An immersive video showing the Calais migrant camp known as the Jungle being burned to the ground was captured by a 360-degree camera from the New York Times.

The video shows flames and smoke engulfing the sprawling refugee camp that was once home to more than 7,000 migrants from Africa, Syria, Afghanistan, and other war-torn and impoverished countries.

Read More: France's 'Jungle' Refugee Camp Is Officially Cleared as Fires Erupt Overnight

The residents of the Jungle were told last month to evacuate the premises, and many of them were transported via busses provided by the French government to resettlement centers around the country to help them apply for amnesty and set up more permanent homes.

"It's the end of the Jungle, our mission is over.
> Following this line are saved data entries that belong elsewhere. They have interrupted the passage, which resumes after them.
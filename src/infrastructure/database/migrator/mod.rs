//! Database migrations module

pub use sea_orm_migration::prelude::*;

mod m20240101_000001_create_package_plans;
mod m20240101_000002_create_subscriptions;
mod m20240101_000003_create_bookings;
mod m20240101_000004_create_swap_transactions;

pub struct Migrator;

#[async_trait::async_trait]
impl MigratorTrait for Migrator {
    fn migrations() -> Vec<Box<dyn MigrationTrait>> {
        vec![
            Box::new(m20240101_000001_create_package_plans::Migration),
            Box::new(m20240101_000002_create_subscriptions::Migration),
            Box::new(m20240101_000003_create_bookings::Migration),
            Box::new(m20240101_000004_create_swap_transactions::Migration),
        ]
    }
}
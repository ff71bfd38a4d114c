//! Package plan entity

use sea_orm::entity::prelude::*;
use serde::{Deserialize, Serialize};

#[derive(Clone, Debug, PartialEq, DeriveEntityModel, Serialize, Deserialize)]
#[sea_orm(table_name = "package_plans")]
pub struct Model {
    #[sea_orm(primary_key)]
    pub id: i32,

    pub name: String,

    #[sea_orm(nullable)]
    pub description: Option<String>,

    pub max_swap_per_month: i32,
    pub price: i64,

    /// MONTHLY or YEARLY
    pub plan_type: String,

    pub is_active: bool,
    pub created_at: DateTimeUtc,
}

#[derive(Copy, Clone, Debug, EnumIter, DeriveRelation)]
pub enum Relation {
    #[sea_orm(has_many = "super::subscription::Entity")]
    Subscriptions,
}

impl Related<super::subscription::Entity> for Entity {
    fn to() -> RelationDef {
        Relation::Subscriptions.def()
    }
}

impl ActiveModelBehavior for ActiveModel {}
There are no more migrants in the camp," Fabienne Buccio, the prefect of Pas-de-Calais, said, according to the BBC.

The New York Times placed a camera in the middle of the camp as the fires raged, taking advantage of new 360-degree technology to capture the scene from all angles, including a few individuals who were still in the camp running past the camera.

Read More: The Other Jungle: What’s Really Happening In Calais?

In the video, black smoke can be seen drifting over the tents and tarps that acted as temporary homes for migrants for years, while some structures smolder after burning to the ground. The pathways leading around the camp are deserted, while outside the police-enforced perimeter dozens of journalists and residents watched.

The migrants, most of them men, were taken to 450 locations around France as part of the relocation program.